Aids: l'intervento di Chiara Castellani su Missioni Consolata (febbraio 2006)



Una voce dal Congo: l’esperienza di un medico italiano

AMORE CONTRO I MULINI A VENTO

Dati alla mano, frutto della sua ricca esperienza di medico in missione, la dottoressa Chiara Castellani ci racconta la sua lotta quotidiana contro l’Aids nella Repubblica Democratica del Congo. Povertà, scarsezza di risorse e anche qualche retaggio culturale da “purificare” sono alla base di questo racconto molto umano. Una voce in difesa di una generazione che sta scomparendo. Ed un rimedio extra-medico che sempre causa beneficio: l’amore umano.

di Chiara Castellani

A partire dall’inizio degli anni ‘80, quando i primi casi di Aids furono rilevati nella Repubblica Democratica del Congo (Rdc), la situazione epidemiologica non ha cessato di evolversi, fino a diventare oggi un vero e proprio problema della società. Ciò risulta chiaro, quando si considerano la sua enorme diffusione nel paese e il suo impatto sugli individui, le famiglie e le comunità; per non parlare di quello sul vissuto della sessualità e della maternità/paternità. In particolare, la situazione congolese in merito alla distribuzione e utilizzo di reattivi per il sangue sicuro (per trasfusioni e operazioni) appare anarchica ed inefficiente. Questo, nonostante i paesi dell’Unione Europea stiano intervenendo più specificamente nel settore della prevenzione, compiendo peraltro il grosso errore culturale di focalizzare la prevenzione sul solo uso del preservativo. In assenza di un programma nazionale di trattamento antivirale, si è obbligati a utilizzare la diagnosi sierologica (che, oltretutto, sta risultando sensibile ma poco specifica) unicamente per identificare i sieropositivi fra i donatori di sangue.
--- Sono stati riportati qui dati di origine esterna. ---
use crate::rpc::{ClientError, ClientResult, read_body};
use serde::{Deserialize, Serialize, de::DeserializeOwned};
use std::sync::atomic::{AtomicU64, Ordering};

/// Positional params for a call without arguments; serializes as `[]`.
pub const NO_PARAMS: [(); 0] = [];

#[derive(Debug, Serialize)]
struct RpcRequest<'a, P> {
    jsonrpc: &'static str,
    id: u64,
    method: &'a str,
    params: P,
}

#[derive(Debug, Deserialize)]
struct RpcResponse {
    #[serde(default)]
    result: serde_json::Value,
    #[serde(default)]
    error: Option<RpcErrorObject>,
}

#[derive(Debug, Deserialize)]
struct RpcErrorObject {
    code: i64,
    message: String,
}

/// JSON-RPC 2.0 over HTTP POST, as spoken by Lotus, Boost and aria2.
#[derive(Debug)]
pub struct JsonRpcClient {
    http: reqwest::Client,
    url: String,
    bearer: Option<String>,
    next_id: AtomicU64,
}

impl JsonRpcClient {
    pub fn new(http: reqwest::Client, url: impl Into<String>, bearer: Option<String>) -> Self {
        Self {
            http,
            url: url.into(),
            bearer: bearer.filter(|t| !t.is_empty()),
            next_id: AtomicU64::new(1),
        }
    }

    pub fn url(&self) -> &str {
        &self.url
    }

    pub async fn call<P, R>(&self, method: &str, params: P) -> ClientResult<R>
    where
        P: Serialize,
        R: DeserializeOwned,
    {
        let id = self.next_id.fetch_add(1, Ordering::Relaxed);
        let mut req = self.http.post(&self.url).json(&RpcRequest {
            jsonrpc: "2.0",
            id,
            method,
            params,
        });
        if let Some(token) = &self.bearer {
            req = req.bearer_auth(token);
        }

        let body = read_body(method, req).await?;
        decode_response(method, &body)
    }
}

fn decode_response<R: DeserializeOwned>(method: &str, body: &[u8]) -> ClientResult<R> {
    let resp: RpcResponse =
        serde_json::from_slice(body).map_err(|e| ClientError::decode(method, e, body))?;
    if let Some(err) = resp.error {
        return Err(ClientError::Rpc {
            op: method.to_string(),
            code: err.code,
            message: err.message,
        });
    }
    serde_json::from_value(resp.result).map_err(|e| ClientError::decode(method, e, body))
}
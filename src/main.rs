use anyhow::Context as _;

#[tokio::main]
async fn main() -> anyhow::Result<()> {
    let path = spade_client::config_io::config_path();
    let mut cfg: spade_client::config::Config =
        spade_client::config_io::load_or_create_config(&path)
            .await
            .with_context(|| format!("unable to read or create {}", path.display()))?;
    cfg.apply_env_overrides()?;

    spade_client::config::init_tracing(&cfg);
    tracing::info!(config = %path.display(), "spade-client booted");

    spade_client::app::run(cfg).await?;
    Ok(())
}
Mentre la prise en charge del malato si limita al solo trattamento palliativo. Negando di fatto l’accesso alle terapie antiretrovirali e, pertanto, ripetendo lo stesso errore compiuto per quasi un ventennio con i nuovi trattamenti tubercolostatici short cours, che erano “privilegio” delle forme resistenti fino al 1996 ed ancora a pagamento nel 2003. Come per la tubercolosi, negare l’accesso al farmaco efficace, benché non curativo, rischia di avere un effetto boomerang sulla diffusione del virus. Infatti, non solo il trattamento riduce la contagiosità, ma anche e soprattutto - come conferma l’Oms. (Organizzazione mondiale della sanità) per tutti i paesi interessati dalla pandemia - il malato condannato a morte a cui viene svelata la diagnosi, ma negato il trattamento, rischia di assumere un atteggiamento di rivalsa che ne accentuerà il comportamento a rischio (diretto deliberatamente contro la prevenzione e verso la propagazione del contagio). Senza contare che l’essere umano, di tutte le razze e culture, a cui viene negato un futuro che ad altri, più ricchi, è viceversa garantito per legge, cercherà prima di tutto di “eternizzarsi”, mettendo al mondo un figlio che personifichi il futuro negato.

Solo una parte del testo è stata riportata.